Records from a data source

+++

//! Draining of the worker's output channels.
//!
//! stdout is kept byte-for-byte since it is parsed later. stderr is read line by
//! line and lines containing a known runtime noise marker are dropped. Both
//! drains and the exit wait are joined; the job is only complete when the
//! process has exited and both channels reached end of stream.

use crate::config::Config;
use crate::worker::{OutputStream, WorkerHandle, WorkerProcess};
use std::sync::Arc;
use std::time::Duration;
use tokio::io::{AsyncBufReadExt, AsyncReadExt, BufReader};
use tokio_util::sync::CancellationToken;
use tracing::{debug, warn};

#[derive(Debug, Clone)]
pub struct NoiseFilter {
    markers: Arc<[String]>,
}

impl NoiseFilter {
    pub fn new<I, S>(markers: I) -> Self
    where
        I: IntoIterator<Item = S>,
        S: Into<String>,
    {
        Self {
            markers: markers.into_iter().map(Into::<String>::into).collect(),
        }
    }

    pub fn from_config(cfg: &Config) -> Self {
        Self::new(cfg.worker.noise_markers.iter().cloned())
    }

    pub fn is_noise(&self, line: &str) -> bool {
        self.markers.iter().any(|m| line.contains(m.as_str()))
    }

    /// Whether a diagnostic line is worth keeping.
    pub fn retain(&self, line: &str) -> bool {
        !line.trim().is_empty() && !self.is_noise(line)
    }
}

#[derive(Debug, Clone, Copy, PartialEq, Eq)]
pub enum Termination {
    Exited(i32),
    /// Terminated without an exit code (signal).
    Signaled,
    /// Exit status could not be observed.
    Unknown,
    TimedOut,
    /// Entry point missing; nothing was spawned.
    Unavailable,
    SpawnFailed,
}

impl Termination {
    pub fn exit_code(&self) -> Option<i32> {
        match self {
            Termination::Exited(code) => Some(*code),
            _ => None,
        }
    }
}

#[derive(Debug, Clone)]
pub struct RawOutcome {
    pub primary: Vec<u8>,
    pub diagnostic: String,
    pub termination: Termination,
}

impl RawOutcome {
    /// Outcome of a job whose worker never produced any stream.
    pub fn absent(termination: Termination) -> Self {
        Self {
            primary: Vec::new(),
            diagnostic: String::new(),
            termination,
        }
    }
}

#[derive(Debug, Clone)]
pub struct StreamCollector {
    filter: NoiseFilter,
    timeout: Duration,
    kill_grace: Duration,
}

enum Interrupt {
    Finished {
        status: std::io::Result<Option<i32>>,
        drained: bool,
    },
    Cancelled,
    TimedOut,
}

impl StreamCollector {
    pub fn new(filter: NoiseFilter, timeout: Duration, kill_grace: Duration) -> Self {
        Self {
            filter,
            timeout,
            kill_grace,
        }
    }

    pub fn from_config(cfg: &Config) -> Self {
        Self::new(
            NoiseFilter::from_config(cfg),
            Duration::from_secs(cfg.worker.timeout_seconds),
            Duration::from_millis(cfg.worker.kill_grace_millis),
        )
    }

    /// Drains both channels until the worker exits. Returns `None` if `cancel`
    /// fired first; the worker is killed in that case and on timeout.
    ///
    /// Streams still open `kill_grace` after the worker exited belong to
    /// leftover descendants; those are killed and the output read so far is kept.
    pub async fn collect(
        &self,
        handle: WorkerHandle,
        cancel: &CancellationToken,
    ) -> Option<RawOutcome> {
        let WorkerHandle {
            primary,
            diagnostic,
            mut process,
        } = handle;

        let mut primary_buf = Vec::new();
        let mut diagnostic_buf = String::new();
        let exited = CancellationToken::new();

        let interrupt = {
            let wait = async {
                let status = process.wait().await;
                exited.cancel();
                status
            };
            let drains = async {
                let both = async {
                    tokio::join!(
                        drain_primary(primary, &mut primary_buf),
                        drain_diagnostic(diagnostic, &self.filter, &mut diagnostic_buf)
                    )
                };
                let lingering = async {
                    exited.cancelled().await;
                    tokio::time::sleep(self.kill_grace).await;
                };
                tokio::select! {
                    _ = both => true,
                    _ = lingering => false,
                }
            };
            let joined = async { tokio::join!(wait, drains) };
            tokio::select! {
                biased;
                _ = cancel.cancelled() => Interrupt::Cancelled,
                _ = tokio::time::sleep(self.timeout) => Interrupt::TimedOut,
                (status, drained) = joined => Interrupt::Finished { status, drained },
            }
        };

        match interrupt {
            Interrupt::Finished { status, drained } => {
                let termination = match status {
                    Ok(Some(code)) => Termination::Exited(code),
                    Ok(None) => Termination::Signaled,
                    Err(err) => {
                        warn!("waiting for worker failed: {err}");
                        Termination::Unknown
                    }
                };
                if !drained {
                    warn!(
                        "worker output still open {:?} after exit; killing leftover processes",
                        self.kill_grace
                    );
                    if let Err(err) = process.kill().await {
                        warn!("killing leftover worker processes failed: {err}");
                    }
                }
                debug!(
                    "worker finished {:?} stdout_bytes={} stderr_kept_bytes={}",
                    termination,
                    primary_buf.len(),
                    diagnostic_buf.len()
                );
                Some(RawOutcome {
                    primary: primary_buf,
                    diagnostic: diagnostic_buf,
                    termination,
                })
            }
            Interrupt::Cancelled => {
                debug!("job cancelled; terminating worker");
                self.terminate(&mut *process).await;
                None
            }
            Interrupt::TimedOut => {
                warn!("worker exceeded timeout ({:?}); terminating", self.timeout);
                self.terminate(&mut *process).await;
                Some(RawOutcome::absent(Termination::TimedOut))
            }
        }
    }

    async fn terminate(&self, process: &mut dyn WorkerProcess) {
        if let Err(err) = process.kill().await {
            warn!("killing worker failed: {err}");
        }
        if tokio::time::timeout(self.kill_grace, process.wait())
            .await
            .is_err()
        {
            warn!("worker still running {:?} after kill", self.kill_grace);
        }
    }
}

async fn drain_primary(mut stream: OutputStream, buf: &mut Vec<u8>) {
    loop {
        match stream.read_buf(buf).await {
            Ok(0) => break,
            Ok(_) => {}
            Err(err) => {
                warn!("reading worker stdout failed after {} bytes: {err}", buf.len());
                break;
            }
        }
    }
}

async fn drain_diagnostic(stream: OutputStream, filter: &NoiseFilter, kept: &mut String) {
    let mut reader = BufReader::new(stream);
    let mut line = Vec::new();
    loop {
        line.clear();
        match reader.read_until(b'\n', &mut line).await {
            Ok(0) => break,
            Ok(_) => {
                let text = String::from_utf8_lossy(&line);
                let text = text.trim_end_matches(['\r', '\n']);
                if filter.retain(text) {
                    kept.push_str(text);
                    kept.push('\n');
                }
            }
            Err(err) => {
                warn!("reading worker stderr failed: {err}");
                break;
            }
        }
    }
}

+++

§ INSTRUCTIONS FOR THE TASK
Using the records above, output exactly the lines from the first through the line that contains "use crate::config::Config;", with both of those included.

§ THE COMPLETED TASK
//! Draining of the worker's output channels.
//!
//! stdout is kept byte-for-byte since it is parsed later. stderr is read line by
//! line and lines containing a known runtime noise marker are dropped. Both
//! drains and the exit wait are joined; the job is only complete when the
//! process has exited and both channels reached end of stream.

use crate::config::Config;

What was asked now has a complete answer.